Violan a los niños y las niñas, a los bebés, porque los ven incapaces de defenderse. Se viola a los más débiles y se les viola por un ideal de posesión. Para sentirse dueños de sus cuerpos y de sus almas, de sus mentes y de sus sueños.

Todo se trata del deseo de poder, el deseo de destrucción del otro, que únicamente está validado por la fuerza, por la oportunidad y la fuerza. Abusan de mujeres y hombres dormidos, borrachos, solitarios, mujeres solas caminando por la calle, niños, niñas, ancianos, ancianas, alumnos, subalternos, alumnas, secretarias, becarios, becarias, homosexuales; violan en grupo, o solitariamente, y luego se esconden o matan, para no ser atrapados, atrapadas.

Todos los violadores son unos enfermos de poder. Y cuando ese poder te lo otorga el fanatismo, las violaciones se hacen multitudinarias. Se hacen en grande, violan a sus feligreses.
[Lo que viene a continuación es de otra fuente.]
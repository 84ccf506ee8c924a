//! The scanner facade: options in, parsed results out.
//!
//! A [`Scanner`] is built once from a list of [`ScanOption`]s, which also
//! locates and version-checks the binary. Each [`Scanner::run`] spawns one
//! process and parses its output while it is being written.

use std::fmt;
use std::sync::Arc;
use std::time::{SystemTime, UNIX_EPOCH};

use parking_lot::Mutex;
use tokio::runtime::Builder;
use tokio::task::JoinHandle;
use tracing::{debug, debug_span, warn, Instrument};
use uuid::Uuid;

use crate::cancel::CancelToken;
use crate::error::{Error, Result};
use crate::models::{ScanMetadata, ScanResult};
use crate::options::{RunnerSettings, ScanConfiguration, ScanOption};
use crate::parser::{self, OutputFormat};
use crate::runner::ProcessRunner;
use crate::tool::{self, ToolInfo};

// ============================================================================
// Run state
// ============================================================================

/// Where a run is in its lifecycle.
#[derive(Debug, Clone, PartialEq, Eq)]
pub enum RunState {
    Idle,
    Configuring,
    Spawning,
    /// Process running, parser consuming its output.
    Streaming,
    /// Process done, result being assembled.
    Parsing,
    Completed,
    Failed(String),
}

impl RunState {
    pub fn is_terminal(&self) -> bool {
        matches!(self, RunState::Completed | RunState::Failed(_))
    }
}

impl fmt::Display for RunState {
    fn fmt(&self, f: &mut fmt::Formatter<'_>) -> fmt::Result {
        match self {
            RunState::Idle => write!(f, "idle"),
            RunState::Configuring => write!(f, "configuring"),
            RunState::Spawning => write!(f, "spawning"),
            RunState::Streaming => write!(f, "streaming"),
            RunState::Parsing => write!(f, "parsing"),
            RunState::Completed => write!(f, "completed"),
            RunState::Failed(reason) => write!(f, "failed: {}", reason),
        }
    }
}

/// Shared view of one run's state. Terminal states are final.
#[derive(Debug, Clone)]
struct StateCell(Arc<Mutex<RunState>>);

impl StateCell {
    fn new() -> Self {
        Self(Arc::new(Mutex::new(RunState::Idle)))
    }

    fn get(&self) -> RunState {
        self.0.lock().clone()
    }

    fn advance(&self, next: RunState) {
        let mut state = self.0.lock();
        if state.is_terminal() {
            return;
        }
        debug!(from = %*state, to = %next, "run state");
        *state = next;
    }

    /// Record the outcome of a run and pass it through.
    fn finish<T>(&self, result: Result<T>) -> Result<T> {
        match &result {
            Ok(_) => self.advance(RunState::Completed),
            Err(e) => self.advance(RunState::Failed(e.to_string())),
        }
        result
    }
}

// ============================================================================
// ScannerBuilder
// ============================================================================

/// Collects options for a [`Scanner`].
#[derive(Debug, Default)]
pub struct ScannerBuilder {
    pub(crate) config: ScanConfiguration,
    pub(crate) runner: RunnerSettings,
    pending: Vec<ScanOption>,
}

impl ScannerBuilder {
    pub fn new() -> Self {
        Self::default()
    }

    /// Queue an option. Options are applied in order by [`build`](Self::build).
    pub fn option(mut self, option: ScanOption) -> Self {
        self.pending.push(option);
        self
    }

    pub fn options<I>(mut self, options: I) -> Self
    where
        I: IntoIterator<Item = ScanOption>,
    {
        self.pending.extend(options);
        self
    }

    /// Configuration as built by the options applied so far.
    pub fn configuration(&self) -> &ScanConfiguration {
        &self.config
    }

    pub fn settings(&self) -> &RunnerSettings {
        &self.runner
    }

    /// Apply the queued options, validate, then locate and check the binary.
    ///
    /// Configuration errors are reported before the binary is looked at.
    pub async fn build(mut self) -> Result<Scanner> {
        for option in std::mem::take(&mut self.pending) {
            option.apply(&mut self)?;
        }
        self.config.validate()?;

        let tool = tool::resolve(self.runner.binary.as_deref()).await?;
        debug!(
            binary = %tool.path.display(),
            version = %tool.version,
            args = ?self.config.args(),
            "scanner ready"
        );

        Ok(Scanner {
            inner: Arc::new(Inner {
                runner: ProcessRunner::new(tool.path.clone(), self.runner),
                config: self.config,
                tool,
            }),
        })
    }
}

// ============================================================================
// Scanner
// ============================================================================

/// A validated scan configuration bound to a checked binary.
///
/// Cheap to clone; clones share the configuration. Every run is independent.
#[derive(Debug, Clone)]
pub struct Scanner {
    inner: Arc<Inner>,
}

#[derive(Debug)]
struct Inner {
    config: ScanConfiguration,
    runner: ProcessRunner,
    tool: ToolInfo,
}

impl Scanner {
    /// Build a scanner from `options`.
    ///
    /// Fails with `InvalidConfiguration`, `ToolNotFound` or
    /// `UnsupportedVersion`.
    pub async fn new<I>(options: I) -> Result<Self>
    where
        I: IntoIterator<Item = ScanOption>,
    {
        ScannerBuilder::new().options(options).build().await
    }

    /// [`Scanner::new`] for callers without an async runtime.
    pub fn new_blocking<I>(options: I) -> Result<Self>
    where
        I: IntoIterator<Item = ScanOption>,
    {
        let options: Vec<ScanOption> = options.into_iter().collect();
        block_on(Self::new(options))
    }

    pub fn builder() -> ScannerBuilder {
        ScannerBuilder::new()
    }

    pub fn configuration(&self) -> &ScanConfiguration {
        &self.inner.config
    }

    pub fn tool(&self) -> &ToolInfo {
        &self.inner.tool
    }

    /// Arguments passed to the binary on each run.
    pub fn args(&self) -> Vec<String> {
        self.inner.config.args()
    }

    /// Run one scan to completion.
    ///
    /// Cancelling `cancel` at any point terminates the process and returns
    /// [`Error::Cancelled`]. No retries.
    pub async fn run(&self, cancel: &CancelToken) -> Result<ScanResult> {
        let id = Uuid::new_v4();
        execute(&self.inner.runner, &self.inner.config, cancel.clone(), StateCell::new())
            .instrument(debug_span!("scan", %id))
            .await
    }

    /// Run one scan on a background task.
    ///
    /// Must be called within a tokio runtime. Errors surface from
    /// [`ScanTask::result`].
    pub fn start(&self, cancel: CancelToken) -> ScanTask {
        let id = Uuid::new_v4();
        let state = StateCell::new();
        let inner = self.inner.clone();
        let task_cancel = cancel.clone();
        let task_state = state.clone();

        let handle = tokio::spawn(
            async move { execute(&inner.runner, &inner.config, task_cancel, task_state).await }
                .instrument(debug_span!("scan", %id)),
        );

        ScanTask {
            id,
            cancel,
            state,
            handle,
        }
    }

    /// [`Scanner::run`] on a private single-threaded runtime.
    ///
    /// Fails if called from inside an async runtime.
    pub fn run_blocking(&self) -> Result<ScanResult> {
        block_on(self.run(&CancelToken::new()))
    }

    /// List interfaces and routes with the same binary and runtime settings.
    pub async fn interface_list(&self, cancel: &CancelToken) -> Result<ScanResult> {
        let config = ScanConfiguration {
            output: OutputFormat::InterfaceList,
            ..ScanConfiguration::default()
        };
        let id = Uuid::new_v4();
        execute(&self.inner.runner, &config, cancel.clone(), StateCell::new())
            .instrument(debug_span!("iflist", %id))
            .await
    }
}

/// A scan running on a background task.
#[derive(Debug)]
pub struct ScanTask {
    id: Uuid,
    cancel: CancelToken,
    state: StateCell,
    handle: JoinHandle<Result<ScanResult>>,
}

impl ScanTask {
    pub fn id(&self) -> Uuid {
        self.id
    }

    pub fn state(&self) -> RunState {
        self.state.get()
    }

    pub fn is_finished(&self) -> bool {
        self.handle.is_finished()
    }

    /// Request cancellation; [`result`](Self::result) then yields `Cancelled`.
    pub fn cancel(&self) {
        self.cancel.cancel();
    }

    pub async fn result(self) -> Result<ScanResult> {
        match self.handle.await {
            Ok(result) => result,
            Err(e) => Err(Error::CommandFailed(format!("scan task failed: {}", e))),
        }
    }
}

// ============================================================================
// Run pipeline
// ============================================================================

async fn execute(
    runner: &ProcessRunner,
    config: &ScanConfiguration,
    cancel: CancelToken,
    state: StateCell,
) -> Result<ScanResult> {
    let result = pipeline(runner, config, cancel, &state).await;
    if let Err(e) = &result {
        warn!(error = %e, "scan failed");
    }
    state.finish(result)
}

async fn pipeline(
    runner: &ProcessRunner,
    config: &ScanConfiguration,
    cancel: CancelToken,
    state: &StateCell,
) -> Result<ScanResult> {
    state.advance(RunState::Configuring);
    let args = config.args();
    let mut command_line = Vec::with_capacity(args.len() + 1);
    command_line.push(runner.binary().to_string_lossy().into_owned());
    command_line.extend(args.iter().cloned());

    state.advance(RunState::Spawning);
    let started_at = unix_now();
    let mut handle = runner.spawn(&args, cancel)?;
    let stdout = handle
        .take_stdout()
        .ok_or_else(|| Error::CommandFailed("stdout already taken".to_string()))?;

    state.advance(RunState::Streaming);
    let (parsed, outcome) = tokio::join!(parser::parse(config.output, stdout), handle.wait());

    state.advance(RunState::Parsing);
    // Cancellation and timeout first, then the process, then the parser.
    let outcome = outcome?;
    let parsed = parsed?;

    let metadata = ScanMetadata {
        command_line,
        started_at,
        finished_at: unix_now(),
        exit_code: outcome.exit_code,
        run: None,
    };
    let result = parsed.into_result(metadata);
    debug!(
        hosts = result.hosts.len(),
        interfaces = result.interfaces.len(),
        elapsed = ?outcome.elapsed,
        "scan complete"
    );
    Ok(result)
}

fn unix_now() -> u64 {
    SystemTime::now()
        .duration_since(UNIX_EPOCH)
        .map(|d| d.as_secs())
        .unwrap_or_default()
}

fn block_on<F, T>(future: F) -> Result<T>
where
    F: std::future::Future<Output = Result<T>>,
{
    if tokio::runtime::Handle::try_current().is_ok() {
        return Err(Error::CommandFailed(
            "blocking call made from inside an async runtime".to_string(),
        ));
    }
    let runtime = Builder::new_current_thread()
        .enable_all()
        .build()
        .map_err(|e| Error::CommandFailed(format!("Failed to create runtime: {}", e)))?;
    runtime.block_on(future)
}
Eso ocurre con quienes, desde una religión o secta, agrupación política, gremio social, se imponen con base en la fe y la creencia de sus feligreses. El poder de posesión se asoma en sus ojos, en sus sombras, conducen a los más débiles de sus feligreses, se rodean de servidores para que los ayuden, y reparten dinero entre sus congéneres para hacerlos cómplices.

Los niños y las niñas, los jóvenes tienen que recibir protección de parte del Estado mexicano, de parte de la sociedad mexicana. Debemos proteger a nuestros pequeños. Cada pequeño es aquel arco iris que fue anunciado en la escritura, como una nueva posibilidad para que la humanidad mejore. Robarles la inocencia, arrancarles la pureza y dejarles la marca de la penetración en sus mentes para toda la vida, es el peor acto y la humanidad no puede permitírselo. ¡¡¡Protejamos a los niños y a las niñas!!! No te quedes callado, denuncia a esas personas que abusan sexualmente de otras personas.